• _What to produce_: Nothing may be left out or changed. Print every entry.

• _Data provided_:
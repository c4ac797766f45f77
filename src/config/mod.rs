//! Configuration
//!
//! Layered configuration (defaults → global file → project file → env),
//! validated at load time so misconfiguration fails before the first
//! backend call.

pub mod loader;
pub mod types;

pub use loader::ConfigLoader;
pub use types::{BackendConfig, Config, ExportSettings, GenerationMode, SourceCodeMode};
//! Start a backend analysis job for an uploaded archive.

use crate::cli::commands::watch;
use crate::cli::ui::Output;
use crate::client::ApiClient;
use crate::client::wire::AnalyzeRequest;
use crate::config::Config;
use crate::types::Result;

pub struct AnalyzeArgs {
    pub file_id: String,
    pub config_filename: String,
    pub process_name: String,
    pub root_folder: Option<String>,
    /// Attach to the task's status stream after starting it
    pub watch: bool,
}

pub async fn run(config: &Config, client: &ApiClient, args: AnalyzeArgs) -> Result<()> {
    let out = Output::new();

    let response = client
        .start_analysis(
            &args.file_id,
            &AnalyzeRequest {
                config_filename: args.config_filename,
                process_name: args.process_name,
                root_folder: args.root_folder,
            },
        )
        .await?;

    out.success(&format!("Analysis started, task id: {}", response.task_id));

    if args.watch {
        watch::run(config, &response.task_id).await?;
    } else {
        out.info(&format!(
            "Follow progress with: docbridge watch {}",
            response.task_id
        ));
    }

    Ok(())
}
//! Code Component Model
//!
//! Wire-faithful representation of the backend's analysis output: every
//! discovered unit of source code (class, function, method) with its
//! metadata and, once generation finishes, the structured documentation
//! payload. Field names follow the backend's snake_case JSON contract.

use serde::{Deserialize, Serialize};

/// One discovered unit of source code.
///
/// Components are immutable once received; if the backend resends an id the
/// stored component is updated field-by-field (see
/// [`JobStatusSnapshot::apply`](crate::types::snapshot::JobStatusSnapshot::apply)).
/// Classes carry their methods in `method_components`; nesting depth is
/// bounded by source nesting.
#[derive(Debug, Clone, Serialize, Deserialize)]
pub struct CodeComponent {
    /// Fully-qualified dotted name, globally unique within a task's result set
    pub id: String,
    pub component_type: ComponentType,
    /// Source file path relative to the analyzed repository root
    pub relative_path: String,
    /// 1-based inclusive line bounds, `start_line <= end_line`
    pub start_line: u32,
    pub end_line: u32,
    #[serde(default)]
    pub has_docstring: bool,
    #[serde(default, skip_serializing_if = "Option::is_none")]
    pub docstring: Option<String>,
    /// Ids of components this one references. May name ids absent from the
    /// current result set when cross-file resolution is partial.
    #[serde(default)]
    pub depends_on: Vec<String>,
    #[serde(default)]
    pub used_by: Vec<String>,
    /// Child components; populated for classes only
    #[serde(default, skip_serializing_if = "Vec::is_empty")]
    pub method_components: Vec<CodeComponent>,
    #[serde(default, skip_serializing_if = "Option::is_none")]
    pub component_signature: Option<String>,
    #[serde(default, skip_serializing_if = "Option::is_none")]
    pub source_code: Option<String>,
    /// Relative reference to a rendered image of this component's
    /// dependency subgraph
    #[serde(default, skip_serializing_if = "Option::is_none")]
    pub dependency_graph_url: Option<String>,
    /// Generation result, attached asynchronously once documentation for
    /// this component completes
    #[serde(default, skip_serializing_if = "Option::is_none")]
    pub docgen_final_state: Option<DocgenFinalState>,
}

impl CodeComponent {
    /// Last segment of the dotted id, as shown in navigation entries
    pub fn short_name(&self) -> &str {
        self.id.rsplit('.').next().unwrap_or(&self.id)
    }

    /// The structured documentation payload, if generation has completed
    pub fn documentation(&self) -> Option<&DocumentationJson> {
        self.docgen_final_state
            .as_ref()?
            .final_state
            .as_ref()?
            .documentation_json
            .as_ref()
    }

    pub fn is_class(&self) -> bool {
        self.component_type == ComponentType::Class
    }
}

/// Kind of source unit the backend extracted. `constructor` shows up in
/// older result sets and is counted with functions/methods.
#[derive(Debug, Clone, Copy, Serialize, Deserialize, PartialEq, Eq)]
#[serde(rename_all = "lowercase")]
pub enum ComponentType {
    Class,
    Function,
    Method,
    Constructor,
}

impl std::fmt::Display for ComponentType {
    fn fmt(&self, f: &mut std::fmt::Formatter<'_>) -> std::fmt::Result {
        match self {
            Self::Class => write!(f, "class"),
            Self::Function => write!(f, "function"),
            Self::Method => write!(f, "method"),
            Self::Constructor => write!(f, "constructor"),
        }
    }
}

/// Envelope the backend wraps generation results in
#[derive(Debug, Clone, Serialize, Deserialize)]
pub struct DocgenFinalState {
    #[serde(default, skip_serializing_if = "Option::is_none")]
    pub final_state: Option<FinalState>,
}

#[derive(Debug, Clone, Serialize, Deserialize)]
pub struct FinalState {
    #[serde(default, skip_serializing_if = "Option::is_none")]
    pub documentation_json: Option<DocumentationJson>,
}

/// Structured documentation for one component
#[derive(Debug, Clone, Default, Serialize, Deserialize)]
pub struct DocumentationJson {
    #[serde(default, skip_serializing_if = "Option::is_none")]
    pub short_summary: Option<String>,
    #[serde(default, skip_serializing_if = "Option::is_none")]
    pub extended_summary: Option<String>,
    #[serde(default, skip_serializing_if = "Vec::is_empty")]
    pub parameters: Vec<DocRow>,
    #[serde(default, skip_serializing_if = "Vec::is_empty")]
    pub returns: Vec<DocRow>,
    #[serde(default, skip_serializing_if = "Vec::is_empty")]
    pub raises: Vec<DocRow>,
    #[serde(default, skip_serializing_if = "Vec::is_empty")]
    pub see_also: Vec<DocRow>,
    #[serde(default, skip_serializing_if = "Option::is_none")]
    pub notes: Option<String>,
    #[serde(default, skip_serializing_if = "Option::is_none")]
    pub examples: Option<String>,
}

/// One row of a parameters/returns/raises/see-also table. The generator
/// occasionally emits an `error` field instead of `name` for rows it could
/// not resolve; both are displayed through [`DocRow::display_name`].
#[derive(Debug, Clone, Default, Serialize, Deserialize)]
pub struct DocRow {
    #[serde(default, skip_serializing_if = "Option::is_none")]
    pub name: Option<String>,
    #[serde(rename = "type", default, skip_serializing_if = "Option::is_none")]
    pub row_type: Option<String>,
    #[serde(default, skip_serializing_if = "Option::is_none")]
    pub description: Option<String>,
    #[serde(default, skip_serializing_if = "Option::is_none")]
    pub error: Option<String>,
}

impl DocRow {
    pub fn display_name(&self) -> &str {
        self.name
            .as_deref()
            .or(self.error.as_deref())
            .unwrap_or("N/A")
    }
}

• _Reply to the task_:
repository c4ac797766f45f77
filename src/config/mod.rs
//! Configuration
//!
//! Layered configuration (defaults → global file → project file → env),
//! validated at load time so misconfiguration fails before the first
//! backend call.

pub mod loader;
pub mod types;

pub use loader::ConfigLoader;
pub use types::{BackendConfig, Config, ExportSettings, GenerationMode, SourceCodeMode};
//! Start a backend analysis job for an uploaded archive.

use crate::cli::commands::watch;
use crate::cli::ui::Output;
use crate::client::ApiClient;
use crate::client::wire::AnalyzeRequest;
use crate::config::Config;
use crate::types::Result;

pub struct AnalyzeArgs {
    pub file_id: String,
    pub config_filename: String,
    pub process_name: String,
    pub root_folder: Option<String>,
    /// Attach to the task's status stream after starting it
    pub watch: bool,
}

pub async fn run(config: &Config, client: &ApiClient, args: AnalyzeArgs) -> Result<()> {
    let out = Output::new();

    let response = client
        .start_analysis(
            &args.file_id,
            &AnalyzeRequest {
                config_filename: args.config_filename,
                process_name: args.process_name,
                root_folder: args.root_folder,
            },
        )
        .await?;

    out.success(&format!("Analysis started, task id: {}", response.task_id));

    if args.watch {
        watch::run(config, &response.task_id).await?;
    } else {
        out.info(&format!(
            "Follow progress with: docbridge watch {}",
            response.task_id
        ));
    }

    Ok(())
}
//! Code Component Model
//!
//! Wire-faithful representation of the backend's analysis output: every
//! discovered unit of source code (class, function, method) with its
//! metadata and, once generation finishes, the structured documentation
//! payload. Field names follow the backend's snake_case JSON contract.

use serde::{Deserialize, Serialize};

/// One discovered unit of source code.
///
/// Components are immutable once received; if the backend resends an id the
/// stored component is updated field-by-field (see
/// [`JobStatusSnapshot::apply`](crate::types::snapshot::JobStatusSnapshot::apply)).
/// Classes carry their methods in `method_components`; nesting depth is
/// bounded by source nesting.
#[derive(Debug, Clone, Serialize, Deserialize)]
pub struct CodeComponent {
    /// Fully-qualified dotted name, globally unique within a task's result set
    pub id: String,
    pub component_type: ComponentType,
    /// Source file path relative to the analyzed repository root
    pub relative_path: String,
    /// 1-based inclusive line bounds, `start_line <= end_line`
    pub start_line: u32,
    pub end_line: u32,
    #[serde(default)]
    pub has_docstring: bool,
    #[serde(default, skip_serializing_if = "Option::is_none")]
    pub docstring: Option<String>,
    /// Ids of components this one references. May name ids absent from the
    /// current result set when cross-file resolution is partial.
    #[serde(default)]
    pub depends_on: Vec<String>,
    #[serde(default)]
    pub used_by: Vec<String>,
    /// Child components; populated for classes only
    #[serde(default, skip_serializing_if = "Vec::is_empty")]
    pub method_components: Vec<CodeComponent>,
    #[serde(default, skip_serializing_if = "Option::is_none")]
    pub component_signature: Option<String>,
    #[serde(default, skip_serializing_if = "Option::is_none")]
    pub source_code: Option<String>,
    /// Relative reference to a rendered image of this component's
    /// dependency subgraph
    #[serde(default, skip_serializing_if = "Option::is_none")]
    pub dependency_graph_url: Option<String>,
    /// Generation result, attached asynchronously once documentation for
    /// this component completes
    #[serde(default, skip_serializing_if = "Option::is_none")]
    pub docgen_final_state: Option<DocgenFinalState>,
}

impl CodeComponent {
    /// Last segment of the dotted id, as shown in navigation entries
    pub fn short_name(&self) -> &str {
        self.id.rsplit('.').next().unwrap_or(&self.id)
    }

    /// The structured documentation payload, if generation has completed
    pub fn documentation(&self) -> Option<&DocumentationJson> {
        self.docgen_final_state
            .as_ref()?
            .final_state
            .as_ref()?
            .documentation_json
            .as_ref()
    }

    pub fn is_class(&self) -> bool {
        self.component_type == ComponentType::Class
    }
}

/// Kind of source unit the backend extracted. `constructor` shows up in
/// older result sets and is counted with functions/methods.
#[derive(Debug, Clone, Copy, Serialize, Deserialize, PartialEq, Eq)]
#[serde(rename_all = "lowercase")]
pub enum ComponentType {
    Class,
    Function,
    Method,
    Constructor,
}

impl std::fmt::Display for ComponentType {
    fn fmt(&self, f: &mut std::fmt::Formatter<'_>) -> std::fmt::Result {
        match self {
            Self::Class => write!(f, "class"),
            Self::Function => write!(f, "function"),
            Self::Method => write!(f, "method"),
            Self::Constructor => write!(f, "constructor"),
        }
    }
}

/// Envelope the backend wraps generation results in
#[derive(Debug, Clone, Serialize, Deserialize)]
pub struct DocgenFinalState {
    #[serde(default, skip_serializing_if = "Option::is_none")]
    pub final_state: Option<FinalState>,
}

#[derive(Debug, Clone, Serialize, Deserialize)]
pub struct FinalState {
    #[serde(default, skip_serializing_if = "Option::is_none")]
    pub documentation_json: Option<DocumentationJson>,
}

/// Structured documentation for one component
#[derive(Debug, Clone, Default, Serialize, Deserialize)]
pub struct DocumentationJson {
    #[serde(default, skip_serializing_if = "Option::is_none")]
    pub short_summary: Option<String>,
    #[serde(default, skip_serializing_if = "Option::is_none")]
    pub extended_summary: Option<String>,
    #[serde(default, skip_serializing_if = "Vec::is_empty")]
    pub parameters: Vec<DocRow>,
    #[serde(default, skip_serializing_if = "Vec::is_empty")]
    pub returns: Vec<DocRow>,
    #[serde(default, skip_serializing_if = "Vec::is_empty")]
    pub raises: Vec<DocRow>,
    #[serde(default, skip_serializing_if = "Vec::is_empty")]
    pub see_also: Vec<DocRow>,
    #[serde(default, skip_serializing_if = "Option::is_none")]
    pub notes: Option<String>,
    #[serde(default, skip_serializing_if = "Option::is_none")]
    pub examples: Option<String>,
}

/// One row of a parameters/returns/raises/see-also table. The generator
/// occasionally emits an `error` field instead of `name` for rows it could
/// not resolve; both are displayed through [`DocRow::display_name`].
#[derive(Debug, Clone, Default, Serialize, Deserialize)]
pub struct DocRow {
    #[serde(default, skip_serializing_if = "Option::is_none")]
    pub name: Option<String>,
    #[serde(rename = "type", default, skip_serializing_if = "Option::is_none")]
    pub row_type: Option<String>,
    #[serde(default, skip_serializing_if = "Option::is_none")]
    pub description: Option<String>,
    #[serde(default, skip_serializing_if = "Option::is_none")]
    pub error: Option<String>,
}

impl DocRow {
    pub fn display_name(&self) -> &str {
        self.name
            .as_deref()
            .or(self.error.as_deref())
            .unwrap_or("N/A")
    }
}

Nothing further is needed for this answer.